*Source data*:
>>>>
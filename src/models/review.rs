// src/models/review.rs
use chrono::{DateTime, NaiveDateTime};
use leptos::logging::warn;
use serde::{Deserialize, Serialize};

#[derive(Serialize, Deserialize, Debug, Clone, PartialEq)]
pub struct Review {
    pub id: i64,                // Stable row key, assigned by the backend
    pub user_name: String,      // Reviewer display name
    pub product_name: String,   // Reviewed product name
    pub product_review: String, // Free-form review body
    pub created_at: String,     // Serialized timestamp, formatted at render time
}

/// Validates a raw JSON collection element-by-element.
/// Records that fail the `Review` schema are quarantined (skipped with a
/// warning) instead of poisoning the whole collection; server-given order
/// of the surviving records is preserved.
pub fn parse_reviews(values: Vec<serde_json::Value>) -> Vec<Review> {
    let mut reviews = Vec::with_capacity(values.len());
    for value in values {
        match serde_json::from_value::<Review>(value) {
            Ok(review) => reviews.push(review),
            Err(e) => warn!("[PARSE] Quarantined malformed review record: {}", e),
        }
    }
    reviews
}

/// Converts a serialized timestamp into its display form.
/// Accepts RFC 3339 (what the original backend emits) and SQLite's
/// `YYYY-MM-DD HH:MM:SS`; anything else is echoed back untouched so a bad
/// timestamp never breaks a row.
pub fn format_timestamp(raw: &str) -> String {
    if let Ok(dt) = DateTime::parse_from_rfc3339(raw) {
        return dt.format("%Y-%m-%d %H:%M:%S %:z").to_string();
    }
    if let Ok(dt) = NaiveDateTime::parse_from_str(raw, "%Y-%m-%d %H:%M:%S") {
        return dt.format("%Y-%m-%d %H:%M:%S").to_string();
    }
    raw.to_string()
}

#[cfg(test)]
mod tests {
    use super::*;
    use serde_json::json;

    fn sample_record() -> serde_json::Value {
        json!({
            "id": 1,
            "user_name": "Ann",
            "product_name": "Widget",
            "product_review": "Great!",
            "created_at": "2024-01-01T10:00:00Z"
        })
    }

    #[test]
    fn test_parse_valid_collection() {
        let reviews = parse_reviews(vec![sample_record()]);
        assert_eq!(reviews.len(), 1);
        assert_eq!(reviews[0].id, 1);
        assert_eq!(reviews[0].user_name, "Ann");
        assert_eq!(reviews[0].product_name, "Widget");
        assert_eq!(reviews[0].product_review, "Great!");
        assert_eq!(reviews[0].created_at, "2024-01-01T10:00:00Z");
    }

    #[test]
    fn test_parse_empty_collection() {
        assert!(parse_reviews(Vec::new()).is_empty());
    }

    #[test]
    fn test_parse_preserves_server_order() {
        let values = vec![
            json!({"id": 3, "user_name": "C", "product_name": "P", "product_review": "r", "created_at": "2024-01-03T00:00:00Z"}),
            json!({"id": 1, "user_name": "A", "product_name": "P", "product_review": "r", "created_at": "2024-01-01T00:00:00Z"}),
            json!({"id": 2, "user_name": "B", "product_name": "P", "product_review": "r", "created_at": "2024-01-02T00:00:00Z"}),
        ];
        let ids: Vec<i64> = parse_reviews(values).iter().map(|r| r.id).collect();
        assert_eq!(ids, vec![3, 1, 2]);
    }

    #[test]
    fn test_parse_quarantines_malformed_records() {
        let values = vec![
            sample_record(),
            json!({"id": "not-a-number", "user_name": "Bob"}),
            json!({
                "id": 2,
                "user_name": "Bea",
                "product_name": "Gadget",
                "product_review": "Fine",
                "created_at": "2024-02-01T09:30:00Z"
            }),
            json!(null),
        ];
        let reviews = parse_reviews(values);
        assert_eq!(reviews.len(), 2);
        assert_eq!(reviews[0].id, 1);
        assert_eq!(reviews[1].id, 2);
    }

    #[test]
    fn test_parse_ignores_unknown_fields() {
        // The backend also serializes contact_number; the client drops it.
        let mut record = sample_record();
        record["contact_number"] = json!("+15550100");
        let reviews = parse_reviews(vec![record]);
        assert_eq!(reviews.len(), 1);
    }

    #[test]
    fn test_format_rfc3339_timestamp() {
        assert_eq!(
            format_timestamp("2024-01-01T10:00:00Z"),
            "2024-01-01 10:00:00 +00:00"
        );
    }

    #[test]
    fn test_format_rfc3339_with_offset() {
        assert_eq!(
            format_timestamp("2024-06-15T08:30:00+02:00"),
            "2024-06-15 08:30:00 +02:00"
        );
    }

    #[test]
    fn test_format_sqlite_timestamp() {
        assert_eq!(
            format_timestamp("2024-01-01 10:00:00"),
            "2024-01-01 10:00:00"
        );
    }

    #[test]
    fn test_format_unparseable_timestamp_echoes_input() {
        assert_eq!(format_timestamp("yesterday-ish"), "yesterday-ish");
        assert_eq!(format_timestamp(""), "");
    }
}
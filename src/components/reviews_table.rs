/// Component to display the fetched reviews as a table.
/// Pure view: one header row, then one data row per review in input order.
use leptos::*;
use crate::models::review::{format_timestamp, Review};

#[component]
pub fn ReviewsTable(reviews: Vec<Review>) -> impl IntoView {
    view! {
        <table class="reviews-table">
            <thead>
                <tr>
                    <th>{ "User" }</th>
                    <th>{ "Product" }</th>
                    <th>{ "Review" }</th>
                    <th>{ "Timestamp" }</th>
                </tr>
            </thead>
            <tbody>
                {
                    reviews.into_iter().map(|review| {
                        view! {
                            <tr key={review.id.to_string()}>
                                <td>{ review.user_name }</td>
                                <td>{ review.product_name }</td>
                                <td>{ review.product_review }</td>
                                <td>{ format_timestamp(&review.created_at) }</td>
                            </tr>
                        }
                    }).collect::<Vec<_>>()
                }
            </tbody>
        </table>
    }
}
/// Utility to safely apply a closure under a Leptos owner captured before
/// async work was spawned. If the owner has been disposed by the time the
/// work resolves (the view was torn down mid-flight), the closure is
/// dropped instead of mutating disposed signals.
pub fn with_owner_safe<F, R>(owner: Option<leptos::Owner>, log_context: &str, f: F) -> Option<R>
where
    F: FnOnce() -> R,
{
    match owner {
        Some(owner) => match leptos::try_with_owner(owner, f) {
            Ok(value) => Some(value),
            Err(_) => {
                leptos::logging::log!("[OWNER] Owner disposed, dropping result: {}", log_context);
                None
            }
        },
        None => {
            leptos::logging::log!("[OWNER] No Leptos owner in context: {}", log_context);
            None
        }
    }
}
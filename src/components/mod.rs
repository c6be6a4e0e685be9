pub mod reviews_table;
<<<<
Would you restate the entries word for word, omitting none?

filename src/models/review.rs
// src/models/review.rs
use chrono::{DateTime, NaiveDateTime};
use leptos::logging::warn;
use serde::{Deserialize, Serialize};

#[derive(Serialize, Deserialize, Debug, Clone, PartialEq)]
pub struct Review {
    pub id: i64,                // Stable row key, assigned by the backend
    pub user_name: String,      // Reviewer display name
    pub product_name: String,   // Reviewed product name
    pub product_review: String, // Free-form review body
    pub created_at: String,     // Serialized timestamp, formatted at render time
}

/// Validates a raw JSON collection element-by-element.
/// Records that fail the `Review` schema are quarantined (skipped with a
/// warning) instead of poisoning the whole collection; server-given order
/// of the surviving records is preserved.
pub fn parse_reviews(values: Vec<serde_json::Value>) -> Vec<Review> {
    let mut reviews = Vec::with_capacity(values.len());
    for value in values {
        match serde_json::from_value::<Review>(value) {
            Ok(review) => reviews.push(review),
            Err(e) => warn!("[PARSE] Quarantined malformed review record: {}", e),
        }
    }
    reviews
}

/// Converts a serialized timestamp into its display form.
/// Accepts RFC 3339 (what the original backend emits) and SQLite's
/// `YYYY-MM-DD HH:MM:SS`; anything else is echoed back untouched so a bad
/// timestamp never breaks a row.
pub fn format_timestamp(raw: &str) -> String {
    if let Ok(dt) = DateTime::parse_from_rfc3339(raw) {
        return dt.format("%Y-%m-%d %H:%M:%S %:z").to_string();
    }
    if let Ok(dt) = NaiveDateTime::parse_from_str(raw, "%Y-%m-%d %H:%M:%S") {
        return dt.format("%Y-%m-%d %H:%M:%S").to_string();
    }
    raw.to_string()
}

#[cfg(test)]
mod tests {
    use super::*;
    use serde_json::json;

    fn sample_record() -> serde_json::Value {
        json!({
            "id": 1,
            "user_name": "Ann",
            "product_name": "Widget",
            "product_review": "Great!",
            "created_at": "2024-01-01T10:00:00Z"
        })
    }

    #[test]
    fn test_parse_valid_collection() {
        let reviews = parse_reviews(vec![sample_record()]);
        assert_eq!(reviews.len(), 1);
        assert_eq!(reviews[0].id, 1);
        assert_eq!(reviews[0].user_name, "Ann");
        assert_eq!(reviews[0].product_name, "Widget");
        assert_eq!(reviews[0].product_review, "Great!");
        assert_eq!(reviews[0].created_at, "2024-01-01T10:00:00Z");
    }

    #[test]
    fn test_parse_empty_collection() {
        assert!(parse_reviews(Vec::new()).is_empty());
    }

    #[test]
    fn test_parse_preserves_server_order() {
        let values = vec![
            json!({"id": 3, "user_name": "C", "product_name": "P", "product_review": "r", "created_at": "2024-01-03T00:00:00Z"}),
            json!({"id": 1, "user_name": "A", "product_name": "P", "product_review": "r", "created_at": "2024-01-01T00:00:00Z"}),
            json!({"id": 2, "user_name": "B", "product_name": "P", "product_review": "r", "created_at": "2024-01-02T00:00:00Z"}),
        ];
        let ids: Vec<i64> = parse_reviews(values).iter().map(|r| r.id).collect();
        assert_eq!(ids, vec![3, 1, 2]);
    }

    #[test]
    fn test_parse_quarantines_malformed_records() {
        let values = vec![
            sample_record(),
            json!({"id": "not-a-number", "user_name": "Bob"}),
            json!({
                "id": 2,
                "user_name": "Bea",
                "product_name": "Gadget",
                "product_review": "Fine",
                "created_at": "2024-02-01T09:30:00Z"
            }),
            json!(null),
        ];
        let reviews = parse_reviews(values);
        assert_eq!(reviews.len(), 2);
        assert_eq!(reviews[0].id, 1);
        assert_eq!(reviews[1].id, 2);
    }

    #[test]
    fn test_parse_ignores_unknown_fields() {
        // The backend also serializes contact_number; the client drops it.
        let mut record = sample_record();
        record["contact_number"] = json!("+15550100");
        let reviews = parse_reviews(vec![record]);
        assert_eq!(reviews.len(), 1);
    }

    #[test]
    fn test_format_rfc3339_timestamp() {
        assert_eq!(
            format_timestamp("2024-01-01T10:00:00Z"),
            "2024-01-01 10:00:00 +00:00"
        );
    }

    #[test]
    fn test_format_rfc3339_with_offset() {
        assert_eq!(
            format_timestamp("2024-06-15T08:30:00+02:00"),
            "2024-06-15 08:30:00 +02:00"
        );
    }

    #[test]
    fn test_format_sqlite_timestamp() {
        assert_eq!(
            format_timestamp("2024-01-01 10:00:00"),
            "2024-01-01 10:00:00"
        );
    }

    #[test]
    fn test_format_unparseable_timestamp_echoes_input() {
        assert_eq!(format_timestamp("yesterday-ish"), "yesterday-ish");
        assert_eq!(format_timestamp(""), "");
    }
}
filename src/components/reviews_table.rs
/// Component to display the fetched reviews as a table.
/// Pure view: one header row, then one data row per review in input order.
use leptos::*;
use crate::models::review::{format_timestamp, Review};

#[component]
pub fn ReviewsTable(reviews: Vec<Review>) -> impl IntoView {
    view! {
        <table class="reviews-table">
            <thead>
                <tr>
                    <th>{ "User" }</th>
                    <th>{ "Product" }</th>
                    <th>{ "Review" }</th>
                    <th>{ "Timestamp" }</th>
                </tr>
            </thead>
            <tbody>
                {
                    reviews.into_iter().map(|review| {
                        view! {
                            <tr key={review.id.to_string()}>
                                <td>{ review.user_name }</td>
                                <td>{ review.product_name }</td>
                                <td>{ review.product_review }</td>
                                <td>{ format_timestamp(&review.created_at) }</td>
                            </tr>
                        }
                    }).collect::<Vec<_>>()
                }
            </tbody>
        </table>
    }
}
/// Utility to safely apply a closure under a Leptos owner captured before
/// async work was spawned. If the owner has been disposed by the time the
/// work resolves (the view was torn down mid-flight), the closure is
/// dropped instead of mutating disposed signals.
pub fn with_owner_safe<F, R>(owner: Option<leptos::Owner>, log_context: &str, f: F) -> Option<R>
where
    F: FnOnce() -> R,
{
    match owner {
        Some(owner) => match leptos::try_with_owner(owner, f) {
            Ok(value) => Some(value),
            Err(_) => {
                leptos::logging::log!("[OWNER] Owner disposed, dropping result: {}", log_context);
                None
            }
        },
        None => {
            leptos::logging::log!("[OWNER] No Leptos owner in context: {}", log_context);
            None
        }
    }
}
filename src/components/mod.rs
repository c6be6a4e0e685be9
pub mod reviews_table;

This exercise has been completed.